Somos una generación de surcos contaminantes

Todo está muy putrefacto. Somos una generación insegura, que no acaba de reencontrarse en la perspectiva de la escucha, imbuida en la mentira, nada respetuosa con su propio medio ambiente, bastante irresponsable y apenas comprometida con los valores humanos.
A poco que nos miremos unos a otros, hay ciudadanos cuya trayectoria de vida no es otra que la falsedad permanente.
Bajo estas mimbres, resulta complicado combatir algo, sino es a través de la sinceridad y la franqueza. Ha llegado, en consecuencia, el momento de abandonar el doble rasero, la doble moral y la hipocresía, asumiendo una verdadera disposición para salvaguardar los derechos humanos.
Lo mismo sucede con nuestro propio hábitat. Un reciente estudio de la Organización Mundial de la Salud (OMS) confirma que el 92% de la población mundial vive en sitios donde los niveles de contaminación del aire exceden los considerados permisibles para la salud. La ineptitud e irresponsabilidad es tan manifiesta que la presencia en el aire de materias o formas de energía que implican riesgo, daño o molestia grave para las personas y bienes de cualquier naturaleza, representa más de tres millones de muertes cada año.
Lo malo de este peligro continuo es que son nuestras propias huellas. Tenemos el aire que tenemos disponible, no se puede elegir otro. Igual ocurre cuando no tenemos referencia moral alguna para verificar la verdad, al fin todo se convierte en una pura contradicción, donde nadie se entiende con nadie, llegando a dudar hasta de uno mismo, que no sabe ni de dónde viene ni hacia dónde camina.
En efecto, cada día somos más incoherentes y más cultivadores del caos. Todo lo contaminamos de sufrimientos.
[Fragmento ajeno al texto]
//! Droid service — the hexagonal core.
//!
//! [`DroidService`] owns the three axis controllers, the expression
//! controller, the light controller, and the calibration snapshot.  It
//! exposes a clean, hardware-agnostic API.  All I/O flows through port
//! traits injected at call sites, making the entire service testable with
//! mock adapters.
//!
//! ```text
//!  CommandQueue ──▶ ┌──────────────────────────────┐ ──▶ EventSink
//!                   │         DroidService          │
//!    ServoPort ◀────│  Neck · Body · Accessory      │
//!  DisplayPort ◀────│  Face · Lights · Calibration  │
//!    LightPort ◀────└──────────────────────────────┘
//! ```

use log::{info, warn};
use rand::rngs::SmallRng;
use rand::SeedableRng;

use crate::calibration::CalibrationData;
use crate::config::DroidConfig;
use crate::error::Result;
use crate::face::{ExpressionController, EyeExpression, EyeSide};
use crate::lights::{LightController, LightMode};
use crate::motion::{AxisController, SubMotionId};

use super::commands::{CalTarget, CommandConsumer, DroidCommand};
use super::events::{AppEvent, StateSnapshot};
use super::ports::{CalibrationStore, DisplayPort, EventSink, LightPort, ServoPort};

// ───────────────────────────────────────────────────────────────
// DroidService
// ───────────────────────────────────────────────────────────────

/// The droid service orchestrates all domain logic.
pub struct DroidService {
    neck: AxisController,
    body: AxisController,
    accessory: AxisController,
    face: ExpressionController,
    lights: LightController,
    calibration: CalibrationData,
    automatic: bool,
    center_settle_ms: u32,
    tick_count: u64,
    rng: SmallRng,
}

impl DroidService {
    /// Construct the service from configuration.
    ///
    /// Does **not** touch hardware — call [`start`](Self::start) next to
    /// load calibration and centre the servos.
    pub fn new(config: &DroidConfig, seed: u64) -> Self {
        Self {
            neck: AxisController::neck(config.neck_default_duration_ms),
            body: AxisController::body(),
            accessory: AxisController::accessory(config.accessory_default_duration_ms),
            face: ExpressionController::new(
                config.eye_color,
                config.sweep_step_ms,
                SmallRng::seed_from_u64(seed ^ 0x9e37_79b9),
            ),
            lights: LightController::new(),
            calibration: CalibrationData::default(),
            automatic: true,
            center_settle_ms: config.center_settle_ms,
            tick_count: 0,
            rng: SmallRng::seed_from_u64(seed),
        }
    }

    // ── Lifecycle ─────────────────────────────────────────────

    /// Boot sequence: load the calibration snapshot, apply its trims, and
    /// run the staged centering pass.  `settle` performs the pause between
    /// centering stages; later servos must not start before earlier ones
    /// have mechanically settled.
    pub fn start<S, C, E>(
        &mut self,
        store: &mut C,
        servos: &mut S,
        settle: &mut impl FnMut(u32),
        sink: &mut E,
    ) -> Result<()>
    where
        S: ServoPort,
        C: CalibrationStore,
        E: EventSink,
    {
        self.calibration = CalibrationData::load_or_default(store)?;
        self.apply_trims();
        info!(
            "droid \"{}\" booting, movement speed {}",
            self.calibration.settings.name, self.calibration.settings.movement_speed
        );

        self.center_all(servos, settle);
        sink.emit(&AppEvent::Started);
        Ok(())
    }

    /// Centre neck then body, one sub-motion at a time with settle pauses.
    pub fn center_all<S: ServoPort>(&mut self, servos: &mut S, settle: &mut impl FnMut(u32)) {
        info!("centering all axes");
        self.neck.center_all(servos, self.center_settle_ms, settle);
        self.body.center_all(servos, self.center_settle_ms, settle);
    }

    // ── Per-tick orchestration ────────────────────────────────

    /// Run one full control cycle: advance tweens and idle schedulers,
    /// advance eye animations and the blink cadence, refresh the lights.
    pub fn tick<HW, E>(&mut self, now_ms: u64, hw: &mut HW, sink: &mut E)
    where
        HW: ServoPort + DisplayPort + LightPort,
        E: EventSink,
    {
        self.tick_count += 1;
        self.neck.tick(now_ms, &mut self.rng, hw);
        self.body.tick(now_ms, &mut self.rng, hw);
        self.accessory.tick(now_ms, &mut self.rng, hw);
        self.face.tick(now_ms, hw, sink);
        self.lights.tick(now_ms, hw);
    }

    /// Drain every pending gateway command.  Single consumer; runs at the
    /// top of each control cycle.
    pub fn drain_commands<HW, C, E>(
        &mut self,
        consumer: &mut CommandConsumer<'_>,
        now_ms: u64,
        hw: &mut HW,
        store: &mut C,
        settle: &mut impl FnMut(u32),
        sink: &mut E,
    ) where
        HW: ServoPort + DisplayPort + LightPort,
        C: CalibrationStore,
        E: EventSink,
    {
        while let Some(cmd) = consumer.dequeue() {
            self.handle_command(cmd, now_ms, hw, store, settle, sink);
        }
    }

    // ── Command handling ──────────────────────────────────────

    /// Process one external command.  Invalid inputs degrade, never fail:
    /// out-of-range degrees clamp, unknown codes map to safe defaults, and
    /// store errors are logged without disturbing motion state.
    pub fn handle_command<HW, C, E>(
        &mut self,
        cmd: DroidCommand,
        now_ms: u64,
        hw: &mut HW,
        store: &mut C,
        settle: &mut impl FnMut(u32),
        sink: &mut E,
    ) where
        HW: ServoPort + DisplayPort + LightPort,
        C: CalibrationStore,
        E: EventSink,
    {
        match cmd {
            DroidCommand::Neck {
                rotate,
                tilt_forward,
                tilt_sideways,
                duration_ms,
            } => self
                .neck
                .command_target(rotate, tilt_forward, tilt_sideways, duration_ms, now_ms, hw),
            DroidCommand::Body {
                rotate,
                tilt_forward,
                tilt_sideways,
                duration_ms,
            } => self
                .body
                .command_target(rotate, tilt_forward, tilt_sideways, duration_ms, now_ms, hw),
            DroidCommand::Accessory { degree, duration_ms } => self
                .accessory
                .command(SubMotionId::Rotate, degree, duration_ms, now_ms, hw),
            DroidCommand::Eyes { scope, code } => {
                self.face
                    .set_eyes(scope, EyeExpression::from_code(code), now_ms);
            }
            DroidCommand::Lights { code } => {
                let mode = LightMode::from_code(code);
                if mode != self.lights.mode() {
                    sink.emit(&AppEvent::LightModeChanged(mode));
                }
                self.lights.set_mode(mode, now_ms);
            }
            DroidCommand::SetAutomatic(enabled) => {
                if enabled != self.automatic {
                    info!("automatic mode {}", if enabled { "on" } else { "off" });
                    sink.emit(&AppEvent::AutomaticChanged(enabled));
                }
                self.automatic = enabled;
                self.neck.set_automatic(enabled);
                self.body.set_automatic(enabled);
                self.accessory.set_automatic(enabled);
                self.face.set_automatic(enabled);
            }
            DroidCommand::CenterAll => self.center_all(hw, settle),
            DroidCommand::SetCalibration { target, offset } => {
                self.set_calibration(target, offset);
            }
            DroidCommand::SaveCalibration => match store.save(&self.calibration) {
                Ok(()) => sink.emit(&AppEvent::CalibrationSaved),
                Err(e) => warn!("calibration save failed: {e}"),
            },
            DroidCommand::ResetCalibration => {
                self.calibration.reset();
                self.apply_trims();
                if let Err(e) = store.save(&self.calibration) {
                    warn!("calibration reset save failed: {e}");
                }
                sink.emit(&AppEvent::CalibrationReset);
            }
            DroidCommand::UpdateSettings(settings) => {
                info!(
                    "settings: name \"{}\", movement speed {}",
                    settings.name, settings.movement_speed
                );
                self.calibration.settings = settings.clone();
                sink.emit(&AppEvent::SettingsUpdated(settings));
            }
        }
    }

    fn set_calibration(&mut self, target: CalTarget, offset: i16) {
        match target {
            CalTarget::Neck(id) => {
                self.calibration.neck.set(id, offset);
                self.neck.set_calibration(id, offset);
            }
            CalTarget::Body(id) => {
                self.calibration.body.set(id, offset);
                self.body.set_calibration(id, offset);
            }
            CalTarget::Accessory => {
                self.calibration.accessory = offset;
                self.accessory.set_calibration(SubMotionId::Rotate, offset);
            }
        }
    }

    /// Push the snapshot's trims into the live controllers.
    fn apply_trims(&mut self) {
        for id in [
            SubMotionId::Rotate,
            SubMotionId::TiltForward,
            SubMotionId::TiltSideways,
        ] {
            self.neck.set_calibration(id, self.calibration.neck.get(id));
            self.body.set_calibration(id, self.calibration.body.get(id));
        }
        self.accessory
            .set_calibration(SubMotionId::Rotate, self.calibration.accessory);
    }

    // ── Queries ───────────────────────────────────────────────

    /// Build a state snapshot for gateway read-back.  Axis fields are the
    /// last user-facing targets (signed degrees, raw for the accessory),
    /// alongside the full calibration block.
    pub fn snapshot(&self) -> StateSnapshot {
        StateSnapshot {
            automatic: self.automatic,
            neck_rotate: self.neck.user_target(SubMotionId::Rotate),
            neck_tilt_forward: self.neck.user_target(SubMotionId::TiltForward),
            neck_tilt_sideways: self.neck.user_target(SubMotionId::TiltSideways),
            body_rotate: self.body.user_target(SubMotionId::Rotate),
            body_tilt_forward: self.body.user_target(SubMotionId::TiltForward),
            body_tilt_sideways: self.body.user_target(SubMotionId::TiltSideways),
            accessory: self.accessory.user_target(SubMotionId::Rotate),
            eye_left: self.face.current(EyeSide::Left),
            eye_right: self.face.current(EyeSide::Right),
            light_mode: self.lights.mode(),
            calibration: self.calibration.clone(),
        }
    }

    /// Whether autonomous behaviour is enabled.
    pub fn automatic(&self) -> bool {
        self.automatic
    }

    /// Total control ticks executed since startup.
    pub fn tick_count(&self) -> u64 {
        self.tick_count
    }

    /// Clone of the live calibration snapshot (for read-back or tests).
    pub fn calibration(&self) -> CalibrationData {
        self.calibration.clone()
    }
}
Ahora bien, no podemos dejarnos llevar por la desolación. Deberíamos concentrar fuerzas, detenernos para discutir sobre ideas, alimentar y alentar con la astucia, la estratagema de proseguir ofreciendo discernimiento, pues es desde la sensatez como se llega a abrazar ese mundo armónico con el que todos soñamos.
De ninguna manera podemos dejarnos vencer por los obstáculos. Tampoco podemos permitir que las discordias o la rivalidad nos atormenten.
Es la hora de comprenderse, de respetarse asimismo y a los demás, para considerare cada cual miembro de la familia humana y activo ciudadano de la sociedad. Para desgracia de todos, hace tiempo que fomentamos una enseñanza interesada, de cabeza a cabeza, en lugar de hacerlo desinteresadamente, de corazón a corazón; con lo que esto acarrea de confusión y desorden.
Lo que verdaderamente imprime surcos esperanzadores no es simplemente una actitud positiva ante las cosas, sino más bien una apuesta decidida por cultivar otro mundo más humano desde un caminar más auténtico, más crecido de verdad, más recreado en el amor, y así, de este modo, no nos ahoguemos en las dificultades.
A propósito, el último discurso en el Debate General de la Asamblea del Secretario General, Ban Ki-moon, ha estado lleno de palabras duras para advertir sobre los peligros que acechan al mundo, pero también pleno de palabras de anhelo para señalar los caminos que hay para superarlos y prevenirlos.
Desde luego, tenemos que ser personas de acción coherente si queremos avanzar como especie solidaria y humana.
De lo contrario, nos ahorcaremos a nosotros mismos por los caminos de la soledad más cruel e inhumana.
No olvidemos que el pastor esquila las ovejas, no las devora. Imaginen tantas destrucciones de existencias, tantas gentes mutiladas, tantos seres humanos infectados por el odio y la venganza.
Cuesta pensar que el mundo se convierta en un matadero o en un campo destructivo, cuando realmente la vida se ha hecho para disfrutarla, para vivirla en armonía y, así, gozar embelleciéndonos con el planeta.
Abandonemos, pues, los cauces contaminantes, regenerándonos como espíritu compasivo, restaurando otro pulso más genuino que dignifique a todo ser humano, hoy bastante degradado, lo que requiere más cercanía entre todos y un mayor espíritu creativo para redescubrirnos en nuestra propia inmensidad llena de posibilidades.
Es curioso que la vida, cuánto más viciada, más vacía y más pesa.
Al fin y al cabo, no está la felicidad en tener, sino en donarse; tampoco en vivir, sino en saber vivir; y jamás en dejarse impurificar, pues la maldad todo lo corrompe, aunque tarde o temprano, los malvados acaban por desenmascararse.